= What this task involves =
Write down exactly the lines of the records below, beginning with the first and ending with the line that includes "#[derive(Copy, Clone, Debug, PartialEq)]".

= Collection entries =
//! Tagged scalar values
//!
//! A `Scalar` holds one element in its native type together with its dtype
//! tag. The dynamic-casting path loads a source element into a `Scalar` and
//! converts it with [`Element::from_scalar`], so every conversion is a single
//! static cast between two concrete types.

use super::{DType, Element};
use half::{bf16, f16};

/// One element value tagged with its dtype
#[derive(Copy, Clone, Debug, PartialEq)]
pub enum Scalar {
    /// 64-bit float
    F64(f64),
    /// 32-bit float
    F32(f32),
    /// IEEE half
    F16(f16),
    /// Brain float
    BF16(bf16),
    /// 64-bit signed integer
    I64(i64),
    /// 32-bit signed integer
    I32(i32),
    /// 16-bit signed integer
    I16(i16),
    /// 8-bit signed integer
    I8(i8),
    /// 64-bit unsigned integer
    U64(u64),
    /// 32-bit unsigned integer
    U32(u32),
    /// 16-bit unsigned integer
    U16(u16),
    /// 8-bit unsigned integer
    U8(u8),
    /// Boolean
    Bool(bool),
}

impl Scalar {
    /// The dtype tag of the held value
    pub const fn dtype(&self) -> DType {
        match self {
            Self::F64(_) => DType::F64,
            Self::F32(_) => DType::F32,
            Self::F16(_) => DType::F16,
            Self::BF16(_) => DType::BF16,
            Self::I64(_) => DType::I64,
            Self::I32(_) => DType::I32,
            Self::I16(_) => DType::I16,
            Self::I8(_) => DType::I8,
            Self::U64(_) => DType::U64,
            Self::U32(_) => DType::U32,
            Self::U16(_) => DType::U16,
            Self::U8(_) => DType::U8,
            Self::Bool(_) => DType::Bool,
        }
    }

    /// Convert to `T` with static-cast semantics
    #[inline]
    pub fn cast<T: Element>(self) -> T {
        T::from_scalar(self)
    }

    /// Load the element of type `dtype` stored at `ptr`.
    ///
    /// # Safety
    /// `ptr` must be valid for reading `dtype.size_in_bytes()` bytes holding a
    /// value of that dtype. No alignment is required.
    #[inline]
    pub unsafe fn load(dtype: DType, ptr: *const u8) -> Self {
        crate::dispatch_dtype!(dtype, T => { unsafe { T::load(ptr) }.into_scalar() })
    }

    /// Store this value converted to `dtype` at `ptr`.
    ///
    /// # Safety
    /// `ptr` must be valid for writing `dtype.size_in_bytes()` bytes.
    #[inline]
    pub unsafe fn store(self, dtype: DType, ptr: *mut u8) {
        crate::dispatch_dtype!(dtype, T => { unsafe { T::from_scalar(self).store(ptr) } })
    }
}

macro_rules! impl_from_native {
    ($($t:ty => $variant:ident),* $(,)?) => {
        $(
            impl From<$t> for Scalar {
                #[inline]
                fn from(value: $t) -> Self {
                    Self::$variant(value)
                }
            }
        )*
    };
}

impl_from_native!(
    f64 => F64,
    f32 => F32,
    f16 => F16,
    bf16 => BF16,
    i64 => I64,
    i32 => I32,
    i16 => I16,
    i8 => I8,
    u64 => U64,
    u32 => U32,
    u16 => U16,
    u8 => U8,
    bool => Bool,
);
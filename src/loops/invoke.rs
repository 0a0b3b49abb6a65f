//! Invocation adapters: bind a function's arguments to operand memory

use super::function::{ArgTuple, ElementOp};
use crate::dtype::{DType, Element};
use crate::iter::ElementwiseIter;
use smallvec::SmallVec;

/// Reads the inputs of one element, applies the function, writes the result.
pub(crate) trait Invoker: Clone + Send + Sync + 'static {
    /// # Safety
    /// `out` and every `inputs[i]` must address one valid element of the
    /// operand's dtype.
    unsafe fn invoke<Op: ElementOp>(&self, op: &Op, out: *mut u8, inputs: &[*const u8], index: i64);
}

/// Operands hold exactly the function's argument and result types
#[derive(Clone, Copy, Debug)]
pub(crate) struct Exact;

impl Invoker for Exact {
    #[inline]
    unsafe fn invoke<Op: ElementOp>(&self, op: &Op, out: *mut u8, inputs: &[*const u8], index: i64) {
        let args = unsafe { Op::Args::load(inputs) };
        let result = op.apply(args, index);
        unsafe { result.store(out) }
    }
}

/// Operands are converted from and to their own dtypes per element
#[derive(Clone, Debug)]
pub(crate) struct Casting {
    output: DType,
    inputs: SmallVec<[DType; 4]>,
}

impl Casting {
    pub(crate) fn from_iter<I: ElementwiseIter>(iter: &I) -> Self {
        Self {
            output: iter.element_type(0),
            inputs: (1..iter.operand_count())
                .map(|op| iter.element_type(op))
                .collect(),
        }
    }
}

impl Invoker for Casting {
    #[inline]
    unsafe fn invoke<Op: ElementOp>(&self, op: &Op, out: *mut u8, inputs: &[*const u8], index: i64) {
        let args = unsafe { Op::Args::load_cast(inputs, &self.inputs) };
        let result = op.apply(args, index);
        unsafe { result.into_scalar().store(self.output, out) }
    }
}
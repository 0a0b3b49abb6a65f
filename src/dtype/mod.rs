//! Data type system for tensorloop operands
//!
//! This module provides the `DType` enum naming every element type an operand
//! can hold, the `Element` trait connecting those tags to Rust types, and the
//! tagged `Scalar` value used by the dynamic-casting path.

mod dispatch;
mod element;
mod scalar;

pub use element::Element;
pub use half::{bf16, f16};
pub use scalar::Scalar;

use std::fmt;

/// Data types supported by tensorloop operands
///
/// This enum is the runtime element-type tag of an operand. Kernels bind it
/// to a concrete Rust type with [`dispatch_dtype!`](crate::dispatch_dtype).
///
/// # Discriminant Values (Serialization Stability)
///
/// The discriminant values are **stable** for serialization purposes:
/// - Floats: 0-9 (F64=0, F32=1, F16=2, BF16=3)
/// - Signed ints: 10-19 (I64=10, I32=11, I16=12, I8=13)
/// - Unsigned ints: 20-29 (U64=20, U32=21, U16=22, U8=23)
/// - Bool: 30
#[derive(Copy, Clone, Debug, PartialEq, Eq, Hash)]
#[repr(u8)]
pub enum DType {
    // Floating point types (0-9)
    /// 64-bit floating point
    F64 = 0,
    /// 32-bit floating point (most common)
    F32 = 1,
    /// 16-bit floating point (IEEE 754)
    F16 = 2,
    /// 16-bit brain floating point
    BF16 = 3,

    // Integer types
    /// 64-bit signed integer
    I64 = 10,
    /// 32-bit signed integer
    I32 = 11,
    /// 16-bit signed integer
    I16 = 12,
    /// 8-bit signed integer
    I8 = 13,

    // Unsigned integer types
    /// 64-bit unsigned integer
    U64 = 20,
    /// 32-bit unsigned integer
    U32 = 21,
    /// 16-bit unsigned integer
    U16 = 22,
    /// 8-bit unsigned integer
    U8 = 23,

    /// Boolean type, stored as one byte holding 0 or 1
    Bool = 30,
}

impl DType {
    /// Every supported dtype, floats first
    pub const ALL: [DType; 13] = [
        DType::F64,
        DType::F32,
        DType::F16,
        DType::BF16,
        DType::I64,
        DType::I32,
        DType::I16,
        DType::I8,
        DType::U64,
        DType::U32,
        DType::U16,
        DType::U8,
        DType::Bool,
    ];

    /// Size of one element in bytes
    #[inline]
    pub const fn size_in_bytes(self) -> usize {
        match self {
            Self::F64 | Self::I64 | Self::U64 => 8,
            Self::F32 | Self::I32 | Self::U32 => 4,
            Self::F16 | Self::BF16 | Self::I16 | Self::U16 => 2,
            Self::I8 | Self::U8 | Self::Bool => 1,
        }
    }

    /// Returns true if this is a floating point type
    #[inline]
    pub const fn is_float(self) -> bool {
        matches!(self, Self::F64 | Self::F32 | Self::F16 | Self::BF16)
    }

    /// Returns true if this is a signed integer type
    #[inline]
    pub const fn is_signed_int(self) -> bool {
        matches!(self, Self::I64 | Self::I32 | Self::I16 | Self::I8)
    }

    /// Returns true if this is an unsigned integer type
    #[inline]
    pub const fn is_unsigned_int(self) -> bool {
        matches!(self, Self::U64 | Self::U32 | Self::U16 | Self::U8)
    }

    /// Returns true if this is any integer type (signed or unsigned)
    #[inline]
    pub const fn is_int(self) -> bool {
        self.is_signed_int() || self.is_unsigned_int()
    }

    /// Returns true if this is a boolean type
    #[inline]
    pub const fn is_bool(self) -> bool {
        matches!(self, Self::Bool)
    }

    /// Short name for display (e.g., "f32", "i64")
    pub const fn short_name(self) -> &'static str {
        match self {
            Self::F64 => "f64",
            Self::F32 => "f32",
            Self::F16 => "f16",
            Self::BF16 => "bf16",
            Self::I64 => "i64",
            Self::I32 => "i32",
            Self::I16 => "i16",
            Self::I8 => "i8",
            Self::U64 => "u64",
            Self::U32 => "u32",
            Self::U16 => "u16",
            Self::U8 => "u8",
            Self::Bool => "bool",
        }
    }

    /// Parse a short name produced by [`DType::short_name`]
    pub fn from_short_name(name: &str) -> Option<Self> {
        Self::ALL.into_iter().find(|dt| dt.short_name() == name)
    }
}

impl fmt::Display for DType {
    fn fmt(&self, f: &mut fmt::Formatter<'_>) -> fmt::Result {
        write!(f, "{}", self.short_name())
    }
}

#[cfg(test)]
mod tests {
    use super::*;

    #[test]
    fn test_dtype_size() {
        assert_eq!(DType::F64.size_in_bytes(), 8);
        assert_eq!(DType::F32.size_in_bytes(), 4);
        assert_eq!(DType::F16.size_in_bytes(), 2);
        assert_eq!(DType::BF16.size_in_bytes(), 2);
        assert_eq!(DType::I8.size_in_bytes(), 1);
        assert_eq!(DType::Bool.size_in_bytes(), 1);
    }

    #[test]
    fn test_dtype_categories() {
        assert!(DType::F32.is_float());
        assert!(!DType::I32.is_float());
        assert!(DType::I32.is_signed_int());
        assert!(DType::U32.is_unsigned_int());
        assert!(DType::U8.is_int());
        assert!(!DType::Bool.is_int());
        assert!(DType::Bool.is_bool());
    }

    #[test]
    fn test_short_name_roundtrip() {
        for dt in DType::ALL {
            assert_eq!(DType::from_short_name(dt.short_name()), Some(dt));
        }
        assert_eq!(DType::from_short_name("c64"), None);
    }
}
//! Error types for tensorloop

use crate::dtype::DType;
use thiserror::Error;

/// Result type alias using tensorloop's Error
pub type Result<T> = std::result::Result<T, Error>;

/// Errors that can occur while building operands, dispatching kernels, or
/// reading results back.
#[derive(Error, Debug)]
pub enum Error {
    /// Shape mismatch in an operation
    #[error("Shape mismatch: expected {expected:?}, got {got:?}")]
    ShapeMismatch {
        /// Expected shape
        expected: Vec<usize>,
        /// Actual shape
        got: Vec<usize>,
    },

    /// Shapes cannot be broadcast together
    #[error("Cannot broadcast shapes {lhs:?} and {rhs:?}")]
    BroadcastError {
        /// Left-hand side shape
        lhs: Vec<usize>,
        /// Right-hand side shape
        rhs: Vec<usize>,
    },

    /// DType mismatch between an operand and the requested element type
    #[error("DType mismatch: {lhs:?} vs {rhs:?}")]
    DTypeMismatch {
        /// Left-hand side dtype
        lhs: DType,
        /// Right-hand side dtype
        rhs: DType,
    },

    /// Invalid argument provided to an operation
    #[error("Invalid argument '{arg}': {reason}")]
    InvalidArgument {
        /// The argument name
        arg: &'static str,
        /// Reason for invalidity
        reason: String,
    },

    /// Operand count does not match the function's arity
    #[error("Arity mismatch in {op}: expected {expected} operands, got {got}")]
    ArityMismatch {
        /// Dispatch entry point that detected the mismatch
        op: &'static str,
        /// Operand count required by the function signature
        expected: usize,
        /// Operand count supplied by the iterator
        got: usize,
    },

    /// Operand is not resident on the parallel device
    #[error("Operand {operand} is not resident on a device")]
    NotOnDevice {
        /// Index of the offending operand
        operand: usize,
    },

    /// Device mismatch between operands
    #[error("Device mismatch: operand {operand} is on device {got}, expected {expected}")]
    DeviceMismatch {
        /// Index of the offending operand
        operand: usize,
        /// Device id of operand 0
        expected: usize,
        /// Device id of the offending operand
        got: usize,
    },

    /// Iteration space cannot be addressed with the native 32-bit index
    #[error("{numel} elements exceed the native index width (limit {limit})")]
    IndexWidthExceeded {
        /// Total number of elements in the iteration space
        numel: usize,
        /// Largest addressable index
        limit: u64,
    },

    /// Launch geometry rejected by the device
    #[error("Invalid launch configuration for kernel '{kernel}': {reason}")]
    InvalidLaunch {
        /// Kernel name
        kernel: &'static str,
        /// Why the geometry was rejected
        reason: String,
    },

    /// Asynchronous fault raised by a previously enqueued kernel
    #[error("Device fault on stream {stream}: {message}")]
    DeviceFault {
        /// Stream the faulting kernel was enqueued on
        stream: u64,
        /// Fault description
        message: String,
    },

    /// Out of memory
    #[error("Out of memory: failed to allocate {size} bytes")]
    OutOfMemory {
        /// Requested size in bytes
        size: usize,
    },

    /// Malformed or truncated pickle stream
    #[error("Pickle error: {0}")]
    Pickle(String),

    /// Generic internal error
    #[error("Internal error: {0}")]
    Internal(String),
}

impl Error {
    /// Create a shape mismatch error
    pub fn shape_mismatch(expected: &[usize], got: &[usize]) -> Self {
        Self::ShapeMismatch {
            expected: expected.to_vec(),
            got: got.to_vec(),
        }
    }

    /// Create a broadcast error
    pub fn broadcast(lhs: &[usize], rhs: &[usize]) -> Self {
        Self::BroadcastError {
            lhs: lhs.to_vec(),
            rhs: rhs.to_vec(),
        }
    }

    /// Create an invalid argument error
    pub fn invalid_argument(arg: &'static str, reason: impl Into<String>) -> Self {
        Self::InvalidArgument {
            arg,
            reason: reason.into(),
        }
    }

    /// Create a pickle error
    pub fn pickle(reason: impl Into<String>) -> Self {
        Self::Pickle(reason.into())
    }

    /// Returns true for errors raised asynchronously by the device
    pub fn is_device_fault(&self) -> bool {
        matches!(self, Self::DeviceFault { .. } | Self::InvalidLaunch { .. })
    }
}

#[cfg(test)]
mod tests {
    use super::*;

    #[test]
    fn test_error_display() {
        let err = Error::ArityMismatch {
            op: "launch_elementwise",
            expected: 3,
            got: 2,
        };
        assert_eq!(
            err.to_string(),
            "Arity mismatch in launch_elementwise: expected 3 operands, got 2"
        );

        let err = Error::IndexWidthExceeded {
            numel: 10,
            limit: 7,
        };
        assert!(err.to_string().contains("limit 7"));
    }

    #[test]
    fn test_device_fault_classification() {
        let fault = Error::DeviceFault {
            stream: 0,
            message: "boom".into(),
        };
        assert!(fault.is_device_fault());
        assert!(!Error::NotOnDevice { operand: 1 }.is_device_fault());
    }
}
//! Structured values carried by the pickle codec

use crate::tensor::Tensor;
use std::fmt;

/// A value that can cross the serialization boundary
#[derive(Clone)]
pub enum Value {
    /// Python `None`
    None,
    /// Boolean
    Bool(bool),
    /// Signed integer
    Int(i64),
    /// Double-precision float
    Double(f64),
    /// UTF-8 string
    String(String),
    /// Raw bytes
    Bytes(Vec<u8>),
    /// Mutable sequence
    List(Vec<Value>),
    /// Immutable sequence
    Tuple(Vec<Value>),
    /// Mapping with insertion order preserved
    Dict(Vec<(Value, Value)>),
    /// Tensor, inline or referenced through a tensor table
    Tensor(Tensor),
    /// Instance of a named class with its pickled state, or its constructor
    /// arguments when no state was set
    Object {
        /// Fully qualified class name, `module.Name`
        class: String,
        /// State passed to `BUILD`, otherwise the `REDUCE` or `NEWOBJ` arguments
        state: Box<Value>,
    },
}

impl Value {
    /// Short type label used in error messages
    pub fn kind(&self) -> &'static str {
        match self {
            Self::None => "None",
            Self::Bool(_) => "bool",
            Self::Int(_) => "int",
            Self::Double(_) => "float",
            Self::String(_) => "str",
            Self::Bytes(_) => "bytes",
            Self::List(_) => "list",
            Self::Tuple(_) => "tuple",
            Self::Dict(_) => "dict",
            Self::Tensor(_) => "tensor",
            Self::Object { .. } => "object",
        }
    }

    /// Integer payload, if any
    pub fn as_int(&self) -> Option<i64> {
        match self {
            Self::Int(v) => Some(*v),
            _ => None,
        }
    }

    /// String payload, if any
    pub fn as_str(&self) -> Option<&str> {
        match self {
            Self::String(s) => Some(s),
            _ => None,
        }
    }

    /// Tensor payload, if any
    pub fn as_tensor(&self) -> Option<&Tensor> {
        match self {
            Self::Tensor(t) => Some(t),
            _ => None,
        }
    }
}

/// Tensors compare equal when they are the same view of the same buffer.
impl PartialEq for Value {
    fn eq(&self, other: &Self) -> bool {
        match (self, other) {
            (Self::None, Self::None) => true,
            (Self::Bool(a), Self::Bool(b)) => a == b,
            (Self::Int(a), Self::Int(b)) => a == b,
            (Self::Double(a), Self::Double(b)) => a.to_bits() == b.to_bits(),
            (Self::String(a), Self::String(b)) => a == b,
            (Self::Bytes(a), Self::Bytes(b)) => a == b,
            (Self::List(a), Self::List(b)) | (Self::Tuple(a), Self::Tuple(b)) => a == b,
            (Self::Dict(a), Self::Dict(b)) => a == b,
            (Self::Tensor(a), Self::Tensor(b)) => {
                a.dtype() == b.dtype()
                    && a.layout() == b.layout()
                    && a.storage().same_buffer(b.storage())
            }
            (
                Self::Object { class: ca, state: sa },
                Self::Object { class: cb, state: sb },
            ) => ca == cb && sa == sb,
            _ => false,
        }
    }
}

impl fmt::Debug for Value {
    fn fmt(&self, f: &mut fmt::Formatter<'_>) -> fmt::Result {
        match self {
            Self::None => write!(f, "None"),
            Self::Bool(v) => write!(f, "{v}"),
            Self::Int(v) => write!(f, "{v}"),
            Self::Double(v) => write!(f, "{v:?}"),
            Self::String(s) => write!(f, "{s:?}"),
            Self::Bytes(b) => write!(f, "b{:?}", b),
            Self::List(items) => f.debug_list().entries(items).finish(),
            Self::Tuple(items) => {
                let mut t = f.debug_tuple("");
                for item in items {
                    t.field(item);
                }
                t.finish()
            }
            Self::Dict(pairs) => f
                .debug_map()
                .entries(pairs.iter().map(|(k, v)| (k, v)))
                .finish(),
            Self::Tensor(t) => write!(f, "{t:?}"),
            Self::Object { class, state } => write!(f, "{class}({state:?})"),
        }
    }
}

macro_rules! impl_from {
    ($($ty:ty => $variant:ident),* $(,)?) => {
        $(
            impl From<$ty> for Value {
                fn from(v: $ty) -> Self {
                    Self::$variant(v.into())
                }
            }
        )*
    };
}

impl_from! {
    bool => Bool,
    i64 => Int,
    i32 => Int,
    f64 => Double,
    String => String,
    &str => String,
    Vec<u8> => Bytes,
    Tensor => Tensor,
}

= Written solution =
//! Tagged scalar values
//!
//! A `Scalar` holds one element in its native type together with its dtype
//! tag. The dynamic-casting path loads a source element into a `Scalar` and
//! converts it with [`Element::from_scalar`], so every conversion is a single
//! static cast between two concrete types.

use super::{DType, Element};
use half::{bf16, f16};

/// One element value tagged with its dtype
#[derive(Copy, Clone, Debug, PartialEq)]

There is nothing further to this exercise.